- **MATERIAL TO PROCESS**
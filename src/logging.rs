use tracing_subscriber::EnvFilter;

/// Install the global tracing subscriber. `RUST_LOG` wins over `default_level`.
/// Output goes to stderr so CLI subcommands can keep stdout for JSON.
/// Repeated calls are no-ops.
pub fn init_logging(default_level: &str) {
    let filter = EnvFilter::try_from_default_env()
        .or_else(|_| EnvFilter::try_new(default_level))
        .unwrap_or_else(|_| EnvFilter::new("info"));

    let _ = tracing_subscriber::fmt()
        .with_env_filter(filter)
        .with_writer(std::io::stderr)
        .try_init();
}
...
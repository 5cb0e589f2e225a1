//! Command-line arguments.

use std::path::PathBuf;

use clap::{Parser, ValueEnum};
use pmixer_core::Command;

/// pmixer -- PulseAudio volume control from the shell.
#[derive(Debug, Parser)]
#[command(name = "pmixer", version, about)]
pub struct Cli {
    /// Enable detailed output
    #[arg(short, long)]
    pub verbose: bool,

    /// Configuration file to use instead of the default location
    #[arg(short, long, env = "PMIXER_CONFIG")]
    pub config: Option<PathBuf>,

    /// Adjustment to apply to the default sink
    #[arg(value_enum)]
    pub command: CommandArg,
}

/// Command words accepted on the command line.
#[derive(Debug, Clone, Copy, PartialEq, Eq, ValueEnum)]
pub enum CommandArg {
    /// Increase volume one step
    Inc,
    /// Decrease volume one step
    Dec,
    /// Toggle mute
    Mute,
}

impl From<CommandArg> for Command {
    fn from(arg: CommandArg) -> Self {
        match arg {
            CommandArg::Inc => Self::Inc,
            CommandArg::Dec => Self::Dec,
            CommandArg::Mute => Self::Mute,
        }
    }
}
...
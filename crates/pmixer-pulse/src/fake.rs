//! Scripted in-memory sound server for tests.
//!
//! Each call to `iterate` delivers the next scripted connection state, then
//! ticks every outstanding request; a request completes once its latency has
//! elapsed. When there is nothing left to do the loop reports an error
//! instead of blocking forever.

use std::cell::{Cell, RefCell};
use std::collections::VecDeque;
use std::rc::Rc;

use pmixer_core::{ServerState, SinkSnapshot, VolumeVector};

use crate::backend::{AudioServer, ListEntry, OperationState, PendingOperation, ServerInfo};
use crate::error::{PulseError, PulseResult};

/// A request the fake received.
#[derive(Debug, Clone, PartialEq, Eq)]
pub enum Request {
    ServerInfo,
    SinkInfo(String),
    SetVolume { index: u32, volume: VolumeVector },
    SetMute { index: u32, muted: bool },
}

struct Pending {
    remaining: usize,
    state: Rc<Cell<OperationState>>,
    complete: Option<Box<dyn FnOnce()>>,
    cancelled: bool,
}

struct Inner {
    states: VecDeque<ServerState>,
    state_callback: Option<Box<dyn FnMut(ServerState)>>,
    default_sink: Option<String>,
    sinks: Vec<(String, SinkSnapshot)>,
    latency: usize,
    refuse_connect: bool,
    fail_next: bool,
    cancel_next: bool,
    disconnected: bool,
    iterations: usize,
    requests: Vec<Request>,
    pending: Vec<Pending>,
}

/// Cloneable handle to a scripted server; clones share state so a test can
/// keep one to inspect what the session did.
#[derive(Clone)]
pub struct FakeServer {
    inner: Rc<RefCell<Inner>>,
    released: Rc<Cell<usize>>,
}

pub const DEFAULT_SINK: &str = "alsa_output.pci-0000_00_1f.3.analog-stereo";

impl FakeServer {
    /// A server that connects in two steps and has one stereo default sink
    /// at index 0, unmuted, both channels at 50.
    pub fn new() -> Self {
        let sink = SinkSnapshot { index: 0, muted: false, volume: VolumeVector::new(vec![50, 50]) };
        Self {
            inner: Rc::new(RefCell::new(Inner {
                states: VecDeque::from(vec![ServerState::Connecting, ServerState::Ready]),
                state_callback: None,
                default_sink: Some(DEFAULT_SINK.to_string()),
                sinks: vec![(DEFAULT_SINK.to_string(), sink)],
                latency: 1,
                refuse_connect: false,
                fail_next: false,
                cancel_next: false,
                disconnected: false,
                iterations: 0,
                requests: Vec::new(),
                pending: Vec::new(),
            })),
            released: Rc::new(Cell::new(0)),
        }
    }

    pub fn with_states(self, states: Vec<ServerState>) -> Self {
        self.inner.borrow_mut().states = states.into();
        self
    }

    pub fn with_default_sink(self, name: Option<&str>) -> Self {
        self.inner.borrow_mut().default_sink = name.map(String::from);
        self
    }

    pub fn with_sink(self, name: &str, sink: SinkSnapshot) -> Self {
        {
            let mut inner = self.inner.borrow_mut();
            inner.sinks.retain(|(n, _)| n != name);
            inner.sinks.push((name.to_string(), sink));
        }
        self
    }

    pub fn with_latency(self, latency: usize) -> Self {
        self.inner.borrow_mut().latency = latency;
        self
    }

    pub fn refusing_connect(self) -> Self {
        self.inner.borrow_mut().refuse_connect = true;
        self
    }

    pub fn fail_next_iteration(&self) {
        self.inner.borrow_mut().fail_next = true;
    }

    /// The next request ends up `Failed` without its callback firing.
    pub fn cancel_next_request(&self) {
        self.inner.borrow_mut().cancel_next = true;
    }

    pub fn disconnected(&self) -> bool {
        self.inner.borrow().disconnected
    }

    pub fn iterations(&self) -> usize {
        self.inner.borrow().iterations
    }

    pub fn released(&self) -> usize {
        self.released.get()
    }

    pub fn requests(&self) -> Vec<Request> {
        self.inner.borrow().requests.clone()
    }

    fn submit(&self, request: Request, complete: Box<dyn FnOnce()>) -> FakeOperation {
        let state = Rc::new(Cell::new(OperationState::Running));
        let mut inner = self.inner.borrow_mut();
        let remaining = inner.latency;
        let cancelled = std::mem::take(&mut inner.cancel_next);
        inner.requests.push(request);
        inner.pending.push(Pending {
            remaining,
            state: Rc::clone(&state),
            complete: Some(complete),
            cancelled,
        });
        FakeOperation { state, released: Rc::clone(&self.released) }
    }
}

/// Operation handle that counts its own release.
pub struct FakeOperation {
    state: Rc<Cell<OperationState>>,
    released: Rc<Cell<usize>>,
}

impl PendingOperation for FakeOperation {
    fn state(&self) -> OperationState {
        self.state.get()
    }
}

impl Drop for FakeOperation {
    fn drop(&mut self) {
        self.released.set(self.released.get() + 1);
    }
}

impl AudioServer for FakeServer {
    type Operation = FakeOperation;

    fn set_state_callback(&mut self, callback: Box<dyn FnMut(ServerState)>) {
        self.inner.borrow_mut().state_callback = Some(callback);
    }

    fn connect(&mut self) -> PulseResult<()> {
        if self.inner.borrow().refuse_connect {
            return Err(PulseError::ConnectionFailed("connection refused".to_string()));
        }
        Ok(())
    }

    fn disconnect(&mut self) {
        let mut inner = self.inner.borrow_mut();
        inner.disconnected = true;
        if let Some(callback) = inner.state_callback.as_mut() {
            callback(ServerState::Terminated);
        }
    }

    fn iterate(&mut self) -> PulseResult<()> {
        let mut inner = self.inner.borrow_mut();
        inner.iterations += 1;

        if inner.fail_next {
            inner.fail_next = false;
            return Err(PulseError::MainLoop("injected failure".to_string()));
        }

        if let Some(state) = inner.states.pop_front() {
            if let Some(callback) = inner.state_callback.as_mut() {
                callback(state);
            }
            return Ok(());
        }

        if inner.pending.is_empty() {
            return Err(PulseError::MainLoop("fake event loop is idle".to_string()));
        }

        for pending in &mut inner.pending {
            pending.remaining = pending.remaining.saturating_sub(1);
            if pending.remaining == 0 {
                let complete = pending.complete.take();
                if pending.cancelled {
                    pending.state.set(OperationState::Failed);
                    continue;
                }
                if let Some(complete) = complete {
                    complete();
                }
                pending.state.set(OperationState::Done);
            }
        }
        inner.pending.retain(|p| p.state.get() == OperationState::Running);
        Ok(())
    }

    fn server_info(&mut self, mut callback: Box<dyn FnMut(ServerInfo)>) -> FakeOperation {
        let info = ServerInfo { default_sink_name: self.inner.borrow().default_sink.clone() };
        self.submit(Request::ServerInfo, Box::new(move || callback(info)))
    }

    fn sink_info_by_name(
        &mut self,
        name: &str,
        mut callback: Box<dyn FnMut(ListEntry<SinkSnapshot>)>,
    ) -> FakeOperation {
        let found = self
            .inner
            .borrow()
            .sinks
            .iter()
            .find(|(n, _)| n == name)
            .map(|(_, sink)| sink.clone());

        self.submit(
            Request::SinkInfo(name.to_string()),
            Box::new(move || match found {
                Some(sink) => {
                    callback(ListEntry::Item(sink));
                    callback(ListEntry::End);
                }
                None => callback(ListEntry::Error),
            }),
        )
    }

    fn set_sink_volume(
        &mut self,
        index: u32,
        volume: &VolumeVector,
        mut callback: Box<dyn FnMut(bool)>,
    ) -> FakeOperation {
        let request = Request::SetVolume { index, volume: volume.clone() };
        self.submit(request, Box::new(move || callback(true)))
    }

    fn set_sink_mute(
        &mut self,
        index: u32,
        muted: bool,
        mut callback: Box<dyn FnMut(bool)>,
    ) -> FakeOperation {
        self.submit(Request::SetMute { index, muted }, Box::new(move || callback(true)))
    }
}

- **WHAT YOU NEED TO DO**
Copy out, from the data above, every line holding the word "stereo".

- **WRITTEN ANSWER**
pub const DEFAULT_SINK: &str = "alsa_output.pci-0000_00_1f.3.analog-stereo";
    /// A server that connects in two steps and has one stereo default sink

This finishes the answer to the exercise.